Tinham meninas também do Centro Acadêmico de Serviço Social, no ano seguinte e a


partir de então começa o movimento estudantil, então eu comecei a fazer movimento
estudantil, militar no movimento estudantil. No momento que você contava as mulheres
na mão, então tinham 10, 15 meninas participando de reunião; um assédio, um machismo,
hoje com essa compressão que nós temos, que era assédio e machismo, nós vivemos tudo
aquilo. Muito cuidado, tinha muito cuidado com o meu corpo, porque eu percebia muita
malícia, muita maldade e as aulas de antropologia, nos primeiros anos de psicologia, me
possibilitaram a ir traçando o meu caminho dentro de uma psicologia, nos olhando para
a minha região, para a América Latina, já me chamava a atenção de não terem autores
da América Latina, mas a antropologia foi me buscando autores como Martim Baró,
que eu fui uma das únicas que conhecia na minha formação e eu fui entendendo que
aquelas reuniões que eu fazia ligadas pelas Direta Já no ano de 80, iam me engajar para
ter um entendimento, porque 88 a gente sai da ditadura, o Brasil volta, não a votar para
presidente, a minha primeira eleição para prefeito foi em 88, minha primeira vez que eu
voto já em 88, a primeira eleição para prefeitura, eu lembro perfeitamente de quem eu
votei, votei já na Socorro Gomes, do Partido Comunista do Brasil, em 88 para vereadora
e foi a vereadora mais votada, teve muitos votos.

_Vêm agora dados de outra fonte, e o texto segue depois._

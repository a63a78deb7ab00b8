use crate::NormalizedPath;
use serde::{Deserialize, Serialize};
use std::collections::HashMap;

/// First example seen for a normalized path.
#[derive(Debug, Clone, PartialEq, Eq, Serialize, Deserialize)]
pub struct DiscoveryRecord {
    pub path: NormalizedPath,
    pub value: String,
    pub action: String,
    pub event_id: String,
}

/// Insertion-ordered, first-write-wins map from normalized path to its first example.
///
/// The cache has no interior locking. It is meant to be owned by a single
/// writer and handed to readers only once that writer is done with it.
#[derive(Debug, Default)]
pub struct DiscoveryCache {
    index: HashMap<NormalizedPath, usize>,
    records: Vec<DiscoveryRecord>,
}

impl DiscoveryCache {
    pub fn new() -> Self {
        Self::default()
    }

    pub fn with_capacity(capacity: usize) -> Self {
        Self {
            index: HashMap::with_capacity(capacity),
            records: Vec::with_capacity(capacity),
        }
    }

    /// Record `value` for `path` unless the path already has an example.
    ///
    /// Returns `false` (and leaves the cache untouched) when the path was
    /// already present.
    pub fn try_insert(
        &mut self,
        path: NormalizedPath,
        value: impl Into<String>,
        action: impl Into<String>,
        event_id: impl Into<String>,
    ) -> bool {
        if self.index.contains_key(&path) {
            return false;
        }
        self.index.insert(path.clone(), self.records.len());
        self.records.push(DiscoveryRecord {
            path,
            value: value.into(),
            action: action.into(),
            event_id: event_id.into(),
        });
        true
    }

    #[must_use]
    pub fn contains(&self, path: &NormalizedPath) -> bool {
        self.index.contains_key(path)
    }

    #[must_use]
    pub fn get(&self, path: &NormalizedPath) -> Option<&DiscoveryRecord> {
        self.index.get(path).map(|&pos| &self.records[pos])
    }

    #[must_use]
    pub fn len(&self) -> usize {
        self.records.len()
    }

    #[must_use]
    pub fn is_empty(&self) -> bool {
        self.records.is_empty()
    }

    pub fn iter(&self) -> impl Iterator<Item = &DiscoveryRecord> {
        self.records.iter()
    }

    /// Copy of every record in first-seen order.
    #[must_use]
    pub fn snapshot(&self) -> Vec<DiscoveryRecord> {
        self.records.clone()
    }

    #[must_use]
    pub fn into_records(self) -> Vec<DiscoveryRecord> {
        self.records
    }
}

#[cfg(test)]
mod tests {
    use super::*;
    use crate::normalize;
    use pretty_assertions::assert_eq;

    #[test]
    fn first_write_wins() {
        let mut cache = DiscoveryCache::new();
        let key = normalize("resources.0.ARN");

        assert!(cache.try_insert(key.clone(), "arn:aws:s3:::first", "PutObject", "e1"));
        assert!(!cache.try_insert(
            normalize("resources.3.ARN"),
            "arn:aws:s3:::second",
            "GetObject",
            "e2"
        ));

        assert_eq!(cache.len(), 1);
        let record = cache.get(&key).unwrap();
        assert_eq!(record.value, "arn:aws:s3:::first");
        assert_eq!(record.action, "PutObject");
        assert_eq!(record.event_id, "e1");
    }

    #[test]
    fn snapshot_keeps_first_seen_order() {
        let mut cache = DiscoveryCache::with_capacity(4);
        cache.try_insert(normalize("z.arn"), "arn:z", "A", "1");
        cache.try_insert(normalize("a.arn"), "arn:a", "B", "2");
        cache.try_insert(normalize("m.id"), "i-12345678", "C", "3");
        cache.try_insert(normalize("z.arn"), "arn:zz", "D", "4");

        let keys: Vec<String> = cache
            .snapshot()
            .into_iter()
            .map(|r| r.path.into_string())
            .collect();
        assert_eq!(keys, vec!["z.arn", "a.arn", "m.id"]);
        assert!(!cache.is_empty());
        assert!(cache.contains(&normalize("m.id")));
        assert!(!cache.contains(&normalize("m.arn")));
    }
}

E aí eu começo a entrar numa, a perceber a importância que tinha a organização política na


minha vida e a luta pelos direitos humanos e aí eu fui traçando o meu curso de psicologia,
pensando, trabalhando com as mulheres quebradeiras de castanha, trabalhando em
serviços da creche ligada ao que hoje é a SEASTER, antigamente era a Febespe e aí
sempre pensando nesse caminho para as crianças e adolescentes, mulheres em situação de
violência e vivendo que não tinha isso na minha formação, não se falava nisso, mas eu tinha
uma professora na UNAMA, na UNESPA, que era professora Sandra Brandão, histórica
militante nos direitos das mulheres, que me ajudou muito a pensar essa psicologia que
hoje, a campanha nacional do Conselho Federal de Psicologia, lançada agora no último
dia 10 de dezembro, é exatamente essa psicologia que eu já me atentava há 30 anos atrás.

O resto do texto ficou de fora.